Nemici-amici E' la strategia Trump
Alla vigilia di ogni suo importante incontro internazionale Trump un po’ lascia girare e un po’ alimenta di persona notizie di dissensi e di attriti per quindi giocare con disinvoltura la carta della cordialità e del “Abbiamo visto che possiamo fare molte cose insieme”. E' successo con Putin, col Papa e ora con il presidente Macron. Ci si inventa insomma una freddezza che non c’è, e poi si fa la notizia sul fatto che non ci sia.
Per restare solo ai casi più importanti siamo già a tre. Sulle prime pagine della stampa che più conta nel mondo (sempre meno si capisce perché mai), l’incontro di ieri e dell’altro ieri fra Trump e Macron è stato raccontato ispirandosi al medesimo e sempre più logoro copione. E’ un copione i cui due eterni pilastri sono da un lato il preannuncio di grandi incomprensioni e attriti nei giorni che precedono l’incontro, e dall’altro la sorpresa per la cordialità dei colloqui e per i loro positivi risultati nei giorni che lo seguono.
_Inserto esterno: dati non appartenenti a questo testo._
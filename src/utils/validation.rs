use crate::utils::error::{RegistryError, Result};
use url::Url;

pub trait Validate {
    fn validate(&self) -> Result<()>;
}

pub fn validate_url(field_name: &str, url_str: &str) -> Result<()> {
    if url_str.is_empty() {
        return Err(RegistryError::InvalidConfigValueError {
            field: field_name.to_string(),
            value: url_str.to_string(),
            reason: "URL cannot be empty".to_string(),
        });
    }

    match Url::parse(url_str) {
        Ok(url) => match url.scheme() {
            "http" | "https" => Ok(()),
            scheme => Err(RegistryError::InvalidConfigValueError {
                field: field_name.to_string(),
                value: url_str.to_string(),
                reason: format!("Unsupported URL scheme: {}", scheme),
            }),
        },
        Err(e) => Err(RegistryError::InvalidConfigValueError {
            field: field_name.to_string(),
            value: url_str.to_string(),
            reason: format!("Invalid URL format: {}", e),
        }),
    }
}

pub fn validate_path(field_name: &str, path: &str) -> Result<()> {
    if path.is_empty() {
        return Err(RegistryError::InvalidConfigValueError {
            field: field_name.to_string(),
            value: path.to_string(),
            reason: "Path cannot be empty".to_string(),
        });
    }

    if path.contains('\0') {
        return Err(RegistryError::InvalidConfigValueError {
            field: field_name.to_string(),
            value: path.to_string(),
            reason: "Path contains null bytes".to_string(),
        });
    }

    Ok(())
}

/// A bare file name with the given extension; no directory components.
pub fn validate_file_name(field_name: &str, name: &str, extension: &str) -> Result<()> {
    validate_path(field_name, name)?;

    if name.contains('/') || name.contains('\\') {
        return Err(RegistryError::InvalidConfigValueError {
            field: field_name.to_string(),
            value: name.to_string(),
            reason: "File name cannot contain path separators".to_string(),
        });
    }

    match std::path::Path::new(name)
        .extension()
        .and_then(|ext| ext.to_str())
    {
        Some(ext) if ext == extension => Ok(()),
        _ => Err(RegistryError::InvalidConfigValueError {
            field: field_name.to_string(),
            value: name.to_string(),
            reason: format!("File name must end with .{}", extension),
        }),
    }
}

pub fn validate_positive_number(field_name: &str, value: usize, min_value: usize) -> Result<()> {
    if value < min_value {
        return Err(RegistryError::InvalidConfigValueError {
            field: field_name.to_string(),
            value: value.to_string(),
            reason: format!("Value must be at least {}", min_value),
        });
    }
    Ok(())
}

pub fn validate_non_empty_string(field_name: &str, value: &str) -> Result<()> {
    if value.trim().is_empty() {
        return Err(RegistryError::InvalidConfigValueError {
            field: field_name.to_string(),
            value: value.to_string(),
            reason: "Value cannot be empty or whitespace-only".to_string(),
        });
    }
    Ok(())
}

pub fn validate_range<T: PartialOrd + std::fmt::Display + Copy>(
    field_name: &str,
    value: T,
    min: T,
    max: T,
) -> Result<()> {
    if value < min || value > max {
        return Err(RegistryError::InvalidConfigValueError {
            field: field_name.to_string(),
            value: value.to_string(),
            reason: format!("Value must be between {} and {}", min, max),
        });
    }
    Ok(())
}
Era già accaduto con il Papa e con Putin, ma anche con altri personaggi dal re dell’Arabia Saudita al premier israeliano. Ci si inventa insomma una freddezza che non c’è, e poi si fa la notizia sul fatto che non ci sia.
Continua insomma la mobilitazione contro Trump di un ordine costituito del sistema mediatico internazionale che non lo voleva, che è stato preso di sorpresa dalla sua elezione, che non lo sopporta e non vi si rassegna. Non è questa malgrado tutto una battaglia impari. Trump infatti, che è fra l’altro un’ex star televisiva, conoscendo benissimo la tecnica e il linguaggio della comunicazione massmediatica, sta al gioco con grande abilità e per lo più finisce per aggiudicarsi la partita. D’altra parte questa sua destrezza era già emersa nel corso della sua campagna elettorale quando si mise sistematicamente a provocare le reazioni sempre più scomposte dei giornali e dei telegiornali “liberal”, dal New York Times alla Cnn, avendo capito che la campagna contro di lui organizzata da questi organi di stampa giocava per contraccolpo a favore dello schieramento a suo favore del blocco sociale che infatti gli ha poi dato la vittoria. Oggi che è alla Casa Bianca egli usa con altrettanta destrezza a suo favore del “Russiagate”, una montatura che non ha alcuna possibilità di successo.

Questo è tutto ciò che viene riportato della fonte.